%%

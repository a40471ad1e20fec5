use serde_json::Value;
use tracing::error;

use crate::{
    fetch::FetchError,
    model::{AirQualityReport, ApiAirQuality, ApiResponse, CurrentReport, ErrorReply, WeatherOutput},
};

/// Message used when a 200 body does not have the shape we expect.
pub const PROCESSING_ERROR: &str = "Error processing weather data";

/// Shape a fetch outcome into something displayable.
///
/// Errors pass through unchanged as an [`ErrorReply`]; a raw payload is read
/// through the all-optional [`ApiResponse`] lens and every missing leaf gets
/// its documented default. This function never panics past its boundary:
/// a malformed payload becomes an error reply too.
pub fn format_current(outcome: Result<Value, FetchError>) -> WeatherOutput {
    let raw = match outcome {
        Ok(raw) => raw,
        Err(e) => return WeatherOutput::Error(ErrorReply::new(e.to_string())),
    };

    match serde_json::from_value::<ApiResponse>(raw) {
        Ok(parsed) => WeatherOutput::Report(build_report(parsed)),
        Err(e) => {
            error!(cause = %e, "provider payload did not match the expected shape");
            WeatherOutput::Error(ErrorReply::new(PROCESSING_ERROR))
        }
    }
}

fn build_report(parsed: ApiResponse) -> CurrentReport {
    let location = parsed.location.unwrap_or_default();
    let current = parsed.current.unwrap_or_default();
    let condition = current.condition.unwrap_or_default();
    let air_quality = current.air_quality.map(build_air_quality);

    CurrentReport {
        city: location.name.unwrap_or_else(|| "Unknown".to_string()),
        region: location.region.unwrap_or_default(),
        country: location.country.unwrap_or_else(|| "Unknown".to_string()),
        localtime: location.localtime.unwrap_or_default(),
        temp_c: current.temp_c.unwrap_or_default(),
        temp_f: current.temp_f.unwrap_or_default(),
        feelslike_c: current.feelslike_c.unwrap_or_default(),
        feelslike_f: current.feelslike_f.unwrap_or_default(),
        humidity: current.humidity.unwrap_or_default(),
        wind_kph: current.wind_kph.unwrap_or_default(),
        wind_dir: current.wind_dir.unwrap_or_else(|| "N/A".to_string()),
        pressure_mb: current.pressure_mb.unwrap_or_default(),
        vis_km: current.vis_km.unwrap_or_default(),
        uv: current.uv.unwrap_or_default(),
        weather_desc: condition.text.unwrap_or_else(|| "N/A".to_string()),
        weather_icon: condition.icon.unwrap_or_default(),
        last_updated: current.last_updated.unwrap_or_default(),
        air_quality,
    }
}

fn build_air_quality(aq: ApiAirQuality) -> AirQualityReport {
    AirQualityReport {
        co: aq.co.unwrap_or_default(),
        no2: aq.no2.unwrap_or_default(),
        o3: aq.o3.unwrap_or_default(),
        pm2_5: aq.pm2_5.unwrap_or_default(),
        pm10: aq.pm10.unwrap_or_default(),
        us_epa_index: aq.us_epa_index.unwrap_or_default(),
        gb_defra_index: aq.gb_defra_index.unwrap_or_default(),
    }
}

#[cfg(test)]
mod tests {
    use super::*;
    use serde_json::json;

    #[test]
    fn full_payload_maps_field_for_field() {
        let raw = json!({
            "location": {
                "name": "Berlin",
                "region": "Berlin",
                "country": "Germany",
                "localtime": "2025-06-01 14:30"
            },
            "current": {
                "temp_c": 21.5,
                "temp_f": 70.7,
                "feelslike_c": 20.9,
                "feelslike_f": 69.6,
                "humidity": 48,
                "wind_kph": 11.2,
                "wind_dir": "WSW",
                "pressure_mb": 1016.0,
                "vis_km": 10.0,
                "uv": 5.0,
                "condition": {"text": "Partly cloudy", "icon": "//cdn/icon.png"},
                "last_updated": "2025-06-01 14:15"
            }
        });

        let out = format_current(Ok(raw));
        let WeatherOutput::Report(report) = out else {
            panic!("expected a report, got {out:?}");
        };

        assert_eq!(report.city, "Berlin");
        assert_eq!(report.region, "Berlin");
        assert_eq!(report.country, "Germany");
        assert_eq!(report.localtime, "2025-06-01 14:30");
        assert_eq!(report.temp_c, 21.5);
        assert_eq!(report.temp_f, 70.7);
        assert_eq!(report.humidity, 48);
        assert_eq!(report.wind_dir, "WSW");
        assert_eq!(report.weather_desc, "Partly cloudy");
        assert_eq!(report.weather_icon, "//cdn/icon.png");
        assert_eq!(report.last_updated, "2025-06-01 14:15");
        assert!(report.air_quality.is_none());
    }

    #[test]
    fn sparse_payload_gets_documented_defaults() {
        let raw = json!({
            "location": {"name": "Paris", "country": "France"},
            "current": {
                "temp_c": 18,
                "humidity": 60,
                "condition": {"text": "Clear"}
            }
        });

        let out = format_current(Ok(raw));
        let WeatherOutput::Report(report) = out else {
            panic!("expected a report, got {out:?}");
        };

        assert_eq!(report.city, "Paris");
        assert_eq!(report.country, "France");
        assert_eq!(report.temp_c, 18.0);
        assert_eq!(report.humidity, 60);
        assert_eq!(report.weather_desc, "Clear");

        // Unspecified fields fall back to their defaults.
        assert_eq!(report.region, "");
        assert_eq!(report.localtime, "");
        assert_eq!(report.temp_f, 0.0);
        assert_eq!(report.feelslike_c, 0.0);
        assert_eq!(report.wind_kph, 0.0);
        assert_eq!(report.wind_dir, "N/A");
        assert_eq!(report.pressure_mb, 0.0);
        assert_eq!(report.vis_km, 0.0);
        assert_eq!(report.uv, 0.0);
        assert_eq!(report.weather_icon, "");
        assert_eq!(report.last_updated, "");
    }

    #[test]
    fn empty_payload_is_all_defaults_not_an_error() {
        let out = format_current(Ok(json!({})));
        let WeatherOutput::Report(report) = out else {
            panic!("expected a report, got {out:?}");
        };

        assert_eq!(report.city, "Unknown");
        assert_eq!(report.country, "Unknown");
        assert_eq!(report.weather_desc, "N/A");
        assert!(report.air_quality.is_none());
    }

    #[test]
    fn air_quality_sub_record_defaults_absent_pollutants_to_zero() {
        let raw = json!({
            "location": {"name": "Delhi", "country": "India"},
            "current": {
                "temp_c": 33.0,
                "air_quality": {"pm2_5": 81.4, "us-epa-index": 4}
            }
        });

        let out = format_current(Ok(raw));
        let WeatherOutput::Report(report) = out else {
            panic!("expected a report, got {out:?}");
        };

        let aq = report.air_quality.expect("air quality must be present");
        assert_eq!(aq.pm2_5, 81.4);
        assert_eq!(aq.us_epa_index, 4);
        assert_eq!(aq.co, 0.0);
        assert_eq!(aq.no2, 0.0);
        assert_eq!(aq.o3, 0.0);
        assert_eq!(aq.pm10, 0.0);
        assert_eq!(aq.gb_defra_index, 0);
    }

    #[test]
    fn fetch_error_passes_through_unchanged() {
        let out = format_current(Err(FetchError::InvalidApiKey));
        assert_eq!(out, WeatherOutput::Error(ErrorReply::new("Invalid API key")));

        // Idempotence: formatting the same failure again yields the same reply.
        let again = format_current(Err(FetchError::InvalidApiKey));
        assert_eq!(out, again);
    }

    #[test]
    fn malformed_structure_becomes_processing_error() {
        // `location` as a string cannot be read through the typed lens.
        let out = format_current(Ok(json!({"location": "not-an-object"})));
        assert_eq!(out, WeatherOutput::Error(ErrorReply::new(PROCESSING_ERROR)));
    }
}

%%

## Required work
Among the lines of the records, copy out each one that contains the word "ApiAirQuality".

## Response
    model::{AirQualityReport, ApiAirQuality, ApiResponse, CurrentReport, ErrorReply, WeatherOutput},
fn build_air_quality(aq: ApiAirQuality) -> AirQualityReport {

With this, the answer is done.